:: Information ::
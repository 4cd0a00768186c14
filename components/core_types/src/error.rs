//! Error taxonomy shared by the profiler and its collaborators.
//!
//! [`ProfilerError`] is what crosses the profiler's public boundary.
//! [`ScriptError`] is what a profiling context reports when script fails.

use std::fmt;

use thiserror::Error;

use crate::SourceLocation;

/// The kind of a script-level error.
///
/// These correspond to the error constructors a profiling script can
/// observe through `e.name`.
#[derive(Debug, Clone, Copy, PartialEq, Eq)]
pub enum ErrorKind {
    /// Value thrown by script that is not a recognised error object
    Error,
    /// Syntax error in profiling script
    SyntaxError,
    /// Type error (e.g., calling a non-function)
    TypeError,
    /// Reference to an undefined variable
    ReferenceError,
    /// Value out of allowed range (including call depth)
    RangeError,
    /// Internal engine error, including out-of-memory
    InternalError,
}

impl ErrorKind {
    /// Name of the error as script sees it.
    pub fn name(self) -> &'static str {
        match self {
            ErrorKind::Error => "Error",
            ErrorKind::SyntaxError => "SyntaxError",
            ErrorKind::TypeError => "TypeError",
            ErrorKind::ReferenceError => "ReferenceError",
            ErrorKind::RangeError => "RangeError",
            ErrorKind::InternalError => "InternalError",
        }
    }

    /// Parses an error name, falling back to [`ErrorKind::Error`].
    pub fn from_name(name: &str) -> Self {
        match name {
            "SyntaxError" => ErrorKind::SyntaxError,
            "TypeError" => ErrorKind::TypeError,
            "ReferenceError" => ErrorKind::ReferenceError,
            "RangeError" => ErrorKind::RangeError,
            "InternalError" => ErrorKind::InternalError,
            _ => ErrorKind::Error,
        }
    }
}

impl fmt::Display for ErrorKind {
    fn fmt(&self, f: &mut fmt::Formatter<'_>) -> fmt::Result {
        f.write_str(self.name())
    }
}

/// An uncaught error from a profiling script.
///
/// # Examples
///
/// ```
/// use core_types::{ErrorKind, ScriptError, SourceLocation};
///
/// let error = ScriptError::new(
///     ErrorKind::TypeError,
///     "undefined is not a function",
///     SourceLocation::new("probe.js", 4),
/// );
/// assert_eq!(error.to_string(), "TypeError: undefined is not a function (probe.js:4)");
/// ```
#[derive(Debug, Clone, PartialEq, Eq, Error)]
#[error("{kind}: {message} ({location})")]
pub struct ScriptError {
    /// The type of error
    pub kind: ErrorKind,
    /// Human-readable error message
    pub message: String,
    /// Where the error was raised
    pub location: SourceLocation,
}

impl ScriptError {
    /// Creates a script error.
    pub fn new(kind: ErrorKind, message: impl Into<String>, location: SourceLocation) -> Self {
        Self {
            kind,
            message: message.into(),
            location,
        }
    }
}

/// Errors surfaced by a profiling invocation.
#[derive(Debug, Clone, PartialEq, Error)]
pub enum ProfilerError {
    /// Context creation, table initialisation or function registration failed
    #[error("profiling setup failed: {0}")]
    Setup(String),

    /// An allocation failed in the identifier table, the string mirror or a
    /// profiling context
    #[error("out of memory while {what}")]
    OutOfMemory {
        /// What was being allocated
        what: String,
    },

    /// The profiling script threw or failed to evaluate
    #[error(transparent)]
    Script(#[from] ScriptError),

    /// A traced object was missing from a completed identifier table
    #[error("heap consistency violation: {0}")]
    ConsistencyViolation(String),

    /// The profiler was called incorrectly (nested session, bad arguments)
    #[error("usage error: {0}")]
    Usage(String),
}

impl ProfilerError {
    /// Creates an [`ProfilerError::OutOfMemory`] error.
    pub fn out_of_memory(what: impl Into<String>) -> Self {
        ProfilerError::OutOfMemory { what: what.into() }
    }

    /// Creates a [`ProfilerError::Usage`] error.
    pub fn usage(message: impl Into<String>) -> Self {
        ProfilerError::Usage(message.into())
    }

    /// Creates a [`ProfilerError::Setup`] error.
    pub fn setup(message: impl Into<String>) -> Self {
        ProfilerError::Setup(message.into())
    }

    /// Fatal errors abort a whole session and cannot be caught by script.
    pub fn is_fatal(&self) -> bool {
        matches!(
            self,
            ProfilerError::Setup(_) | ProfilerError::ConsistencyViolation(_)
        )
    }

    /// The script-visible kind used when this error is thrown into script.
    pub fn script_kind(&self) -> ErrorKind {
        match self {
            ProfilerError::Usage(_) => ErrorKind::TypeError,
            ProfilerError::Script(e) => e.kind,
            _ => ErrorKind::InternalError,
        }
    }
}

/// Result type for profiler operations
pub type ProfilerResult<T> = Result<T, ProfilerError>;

:: Action item ::
Filter the data for the string "ScriptError". Copy each matching line.

:: Task response ::
//! [`ScriptError`] is what a profiling context reports when script fails.
/// use core_types::{ErrorKind, ScriptError, SourceLocation};
/// let error = ScriptError::new(
pub struct ScriptError {
impl ScriptError {
    Script(#[from] ScriptError),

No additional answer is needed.